• _The data_
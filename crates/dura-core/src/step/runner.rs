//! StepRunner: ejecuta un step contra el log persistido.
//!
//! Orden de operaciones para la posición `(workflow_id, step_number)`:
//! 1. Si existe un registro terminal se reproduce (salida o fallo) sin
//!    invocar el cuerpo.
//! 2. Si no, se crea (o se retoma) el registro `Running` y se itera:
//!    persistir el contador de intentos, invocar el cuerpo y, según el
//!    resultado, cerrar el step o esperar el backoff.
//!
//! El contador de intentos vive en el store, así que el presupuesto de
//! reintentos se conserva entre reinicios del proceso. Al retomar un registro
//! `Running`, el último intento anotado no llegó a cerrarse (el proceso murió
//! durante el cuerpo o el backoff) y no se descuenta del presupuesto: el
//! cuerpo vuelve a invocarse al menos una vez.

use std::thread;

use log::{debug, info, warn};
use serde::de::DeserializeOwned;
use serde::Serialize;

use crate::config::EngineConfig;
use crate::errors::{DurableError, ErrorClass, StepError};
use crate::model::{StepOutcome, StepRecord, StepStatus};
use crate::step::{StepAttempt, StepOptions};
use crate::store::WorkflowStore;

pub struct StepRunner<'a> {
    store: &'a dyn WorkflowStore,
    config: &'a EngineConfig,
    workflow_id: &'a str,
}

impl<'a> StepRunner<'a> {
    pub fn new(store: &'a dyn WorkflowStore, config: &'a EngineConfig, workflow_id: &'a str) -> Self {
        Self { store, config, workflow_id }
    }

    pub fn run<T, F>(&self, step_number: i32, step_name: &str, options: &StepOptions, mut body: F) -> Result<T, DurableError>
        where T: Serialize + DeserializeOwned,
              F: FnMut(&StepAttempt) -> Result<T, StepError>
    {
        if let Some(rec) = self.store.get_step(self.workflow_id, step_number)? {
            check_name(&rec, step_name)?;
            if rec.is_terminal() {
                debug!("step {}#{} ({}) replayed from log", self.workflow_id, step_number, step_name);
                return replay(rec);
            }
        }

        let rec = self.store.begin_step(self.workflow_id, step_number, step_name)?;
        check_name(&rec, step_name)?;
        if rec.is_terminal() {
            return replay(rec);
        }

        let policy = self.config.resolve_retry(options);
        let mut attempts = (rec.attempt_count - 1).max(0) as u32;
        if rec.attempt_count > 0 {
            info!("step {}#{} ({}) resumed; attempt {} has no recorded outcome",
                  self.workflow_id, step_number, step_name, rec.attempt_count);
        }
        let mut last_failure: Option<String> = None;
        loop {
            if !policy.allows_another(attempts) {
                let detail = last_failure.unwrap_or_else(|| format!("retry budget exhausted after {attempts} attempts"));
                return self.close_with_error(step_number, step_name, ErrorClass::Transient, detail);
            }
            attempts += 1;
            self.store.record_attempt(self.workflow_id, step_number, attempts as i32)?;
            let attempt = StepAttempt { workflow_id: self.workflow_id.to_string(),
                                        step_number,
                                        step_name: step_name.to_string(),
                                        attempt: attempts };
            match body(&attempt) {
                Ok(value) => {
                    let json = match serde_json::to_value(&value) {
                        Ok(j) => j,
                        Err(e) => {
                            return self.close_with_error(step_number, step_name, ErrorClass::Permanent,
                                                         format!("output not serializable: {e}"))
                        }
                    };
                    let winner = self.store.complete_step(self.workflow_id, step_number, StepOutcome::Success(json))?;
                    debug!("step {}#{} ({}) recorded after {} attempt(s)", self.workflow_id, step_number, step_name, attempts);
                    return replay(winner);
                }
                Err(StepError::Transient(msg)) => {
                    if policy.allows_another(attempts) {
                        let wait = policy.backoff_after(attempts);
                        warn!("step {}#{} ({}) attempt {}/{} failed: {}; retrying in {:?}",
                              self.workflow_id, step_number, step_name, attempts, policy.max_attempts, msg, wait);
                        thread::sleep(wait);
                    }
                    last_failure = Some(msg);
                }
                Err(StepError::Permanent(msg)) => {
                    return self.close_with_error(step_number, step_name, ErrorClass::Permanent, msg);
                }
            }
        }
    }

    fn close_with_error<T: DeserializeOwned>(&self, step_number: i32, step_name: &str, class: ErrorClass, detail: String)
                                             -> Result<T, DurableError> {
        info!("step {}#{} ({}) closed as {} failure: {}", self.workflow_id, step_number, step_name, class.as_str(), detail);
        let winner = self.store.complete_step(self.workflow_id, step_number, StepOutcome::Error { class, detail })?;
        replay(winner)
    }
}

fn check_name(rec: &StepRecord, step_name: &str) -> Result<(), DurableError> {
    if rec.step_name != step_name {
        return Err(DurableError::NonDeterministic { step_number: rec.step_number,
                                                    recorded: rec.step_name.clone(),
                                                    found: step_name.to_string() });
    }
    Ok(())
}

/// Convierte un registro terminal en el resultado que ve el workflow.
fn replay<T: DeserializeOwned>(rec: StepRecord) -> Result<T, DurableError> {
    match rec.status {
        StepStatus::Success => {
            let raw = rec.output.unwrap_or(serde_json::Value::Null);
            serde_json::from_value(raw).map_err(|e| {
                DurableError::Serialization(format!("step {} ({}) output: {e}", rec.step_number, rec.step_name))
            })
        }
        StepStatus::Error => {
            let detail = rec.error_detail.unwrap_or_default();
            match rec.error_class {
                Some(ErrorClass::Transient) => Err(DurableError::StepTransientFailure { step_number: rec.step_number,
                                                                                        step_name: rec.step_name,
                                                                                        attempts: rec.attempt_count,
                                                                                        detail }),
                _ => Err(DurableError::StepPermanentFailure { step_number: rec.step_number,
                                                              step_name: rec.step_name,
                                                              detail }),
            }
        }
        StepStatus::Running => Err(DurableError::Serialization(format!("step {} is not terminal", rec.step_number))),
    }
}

--

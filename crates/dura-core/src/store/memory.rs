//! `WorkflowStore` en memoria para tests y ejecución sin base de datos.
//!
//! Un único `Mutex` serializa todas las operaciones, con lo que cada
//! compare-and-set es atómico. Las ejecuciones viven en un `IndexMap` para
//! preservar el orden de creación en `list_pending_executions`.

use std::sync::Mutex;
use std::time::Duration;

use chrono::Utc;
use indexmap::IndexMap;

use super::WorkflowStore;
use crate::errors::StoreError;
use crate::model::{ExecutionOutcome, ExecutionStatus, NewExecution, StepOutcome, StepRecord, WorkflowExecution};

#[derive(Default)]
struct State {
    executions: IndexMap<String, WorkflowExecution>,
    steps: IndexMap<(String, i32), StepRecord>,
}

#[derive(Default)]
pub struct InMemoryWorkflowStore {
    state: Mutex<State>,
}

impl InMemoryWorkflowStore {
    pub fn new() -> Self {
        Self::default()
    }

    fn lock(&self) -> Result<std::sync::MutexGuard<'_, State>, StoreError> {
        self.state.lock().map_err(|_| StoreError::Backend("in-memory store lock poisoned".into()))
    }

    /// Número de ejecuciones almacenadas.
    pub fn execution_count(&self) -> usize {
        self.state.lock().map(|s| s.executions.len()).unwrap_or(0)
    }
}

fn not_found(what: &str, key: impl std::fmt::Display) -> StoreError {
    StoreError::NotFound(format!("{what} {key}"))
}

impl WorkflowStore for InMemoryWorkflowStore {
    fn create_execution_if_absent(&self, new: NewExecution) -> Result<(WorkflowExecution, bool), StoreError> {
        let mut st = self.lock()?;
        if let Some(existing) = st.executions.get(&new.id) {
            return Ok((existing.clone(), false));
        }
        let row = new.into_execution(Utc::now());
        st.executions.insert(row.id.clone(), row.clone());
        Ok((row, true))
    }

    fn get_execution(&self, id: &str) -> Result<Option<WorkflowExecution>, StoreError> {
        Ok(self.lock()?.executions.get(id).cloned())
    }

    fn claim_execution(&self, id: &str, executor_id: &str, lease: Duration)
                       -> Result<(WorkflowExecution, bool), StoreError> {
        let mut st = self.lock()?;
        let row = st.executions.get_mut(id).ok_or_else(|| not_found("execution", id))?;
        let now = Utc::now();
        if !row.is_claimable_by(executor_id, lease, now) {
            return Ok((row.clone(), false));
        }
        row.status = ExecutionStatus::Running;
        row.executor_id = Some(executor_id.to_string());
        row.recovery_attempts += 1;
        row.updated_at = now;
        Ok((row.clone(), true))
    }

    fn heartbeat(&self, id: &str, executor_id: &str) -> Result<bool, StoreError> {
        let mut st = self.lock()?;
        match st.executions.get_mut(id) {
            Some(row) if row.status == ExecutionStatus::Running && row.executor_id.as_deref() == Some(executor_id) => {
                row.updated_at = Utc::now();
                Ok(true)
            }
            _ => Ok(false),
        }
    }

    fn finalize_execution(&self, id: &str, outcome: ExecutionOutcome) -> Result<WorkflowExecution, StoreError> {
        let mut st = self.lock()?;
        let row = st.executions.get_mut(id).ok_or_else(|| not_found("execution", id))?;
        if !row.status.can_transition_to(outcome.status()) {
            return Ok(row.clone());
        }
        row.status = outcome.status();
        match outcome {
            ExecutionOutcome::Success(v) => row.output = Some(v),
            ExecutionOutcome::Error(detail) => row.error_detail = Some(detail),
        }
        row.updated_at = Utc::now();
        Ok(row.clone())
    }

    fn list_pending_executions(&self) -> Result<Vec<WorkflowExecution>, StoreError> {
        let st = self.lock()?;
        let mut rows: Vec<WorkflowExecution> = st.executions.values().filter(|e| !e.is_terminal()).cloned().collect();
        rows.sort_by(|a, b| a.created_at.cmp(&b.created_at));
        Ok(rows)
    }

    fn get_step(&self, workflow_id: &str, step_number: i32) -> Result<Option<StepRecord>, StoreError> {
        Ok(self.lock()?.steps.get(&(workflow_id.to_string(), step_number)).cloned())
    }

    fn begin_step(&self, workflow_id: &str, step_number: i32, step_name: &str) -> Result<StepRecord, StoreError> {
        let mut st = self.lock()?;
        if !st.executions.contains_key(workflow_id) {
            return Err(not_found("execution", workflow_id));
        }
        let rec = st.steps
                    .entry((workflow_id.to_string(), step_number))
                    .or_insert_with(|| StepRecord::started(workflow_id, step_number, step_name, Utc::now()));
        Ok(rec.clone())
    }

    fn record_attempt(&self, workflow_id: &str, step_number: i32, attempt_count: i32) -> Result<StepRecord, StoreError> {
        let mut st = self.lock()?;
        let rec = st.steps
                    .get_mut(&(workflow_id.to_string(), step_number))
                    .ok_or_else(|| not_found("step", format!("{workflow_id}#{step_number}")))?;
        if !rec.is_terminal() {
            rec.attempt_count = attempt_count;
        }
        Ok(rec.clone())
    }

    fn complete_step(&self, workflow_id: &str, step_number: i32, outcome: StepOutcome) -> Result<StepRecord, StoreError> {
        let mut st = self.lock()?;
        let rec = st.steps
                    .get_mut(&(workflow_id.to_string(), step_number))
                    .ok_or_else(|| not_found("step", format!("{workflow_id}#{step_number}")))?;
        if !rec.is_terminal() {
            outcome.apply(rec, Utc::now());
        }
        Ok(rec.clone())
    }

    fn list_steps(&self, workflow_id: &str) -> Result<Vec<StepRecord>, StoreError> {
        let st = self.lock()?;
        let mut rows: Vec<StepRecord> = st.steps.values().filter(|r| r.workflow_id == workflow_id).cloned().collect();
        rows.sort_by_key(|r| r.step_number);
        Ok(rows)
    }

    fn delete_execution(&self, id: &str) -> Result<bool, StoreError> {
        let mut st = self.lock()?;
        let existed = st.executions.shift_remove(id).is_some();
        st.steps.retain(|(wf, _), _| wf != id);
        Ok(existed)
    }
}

• _Exercise_
Reproduce word for word the material above, starting with the line that has "Orden de operaciones" and stopping after the line that has "retomar un registro".

• _Solution_
//! Orden de operaciones para la posición `(workflow_id, step_number)`:
//! 1. Si existe un registro terminal se reproduce (salida o fallo) sin
//!    invocar el cuerpo.
//! 2. Si no, se crea (o se retoma) el registro `Running` y se itera:
//!    persistir el contador de intentos, invocar el cuerpo y, según el
//!    resultado, cerrar el step o esperar el backoff.
//!
//! El contador de intentos vive en el store, así que el presupuesto de
//! reintentos se conserva entre reinicios del proceso. Al retomar un registro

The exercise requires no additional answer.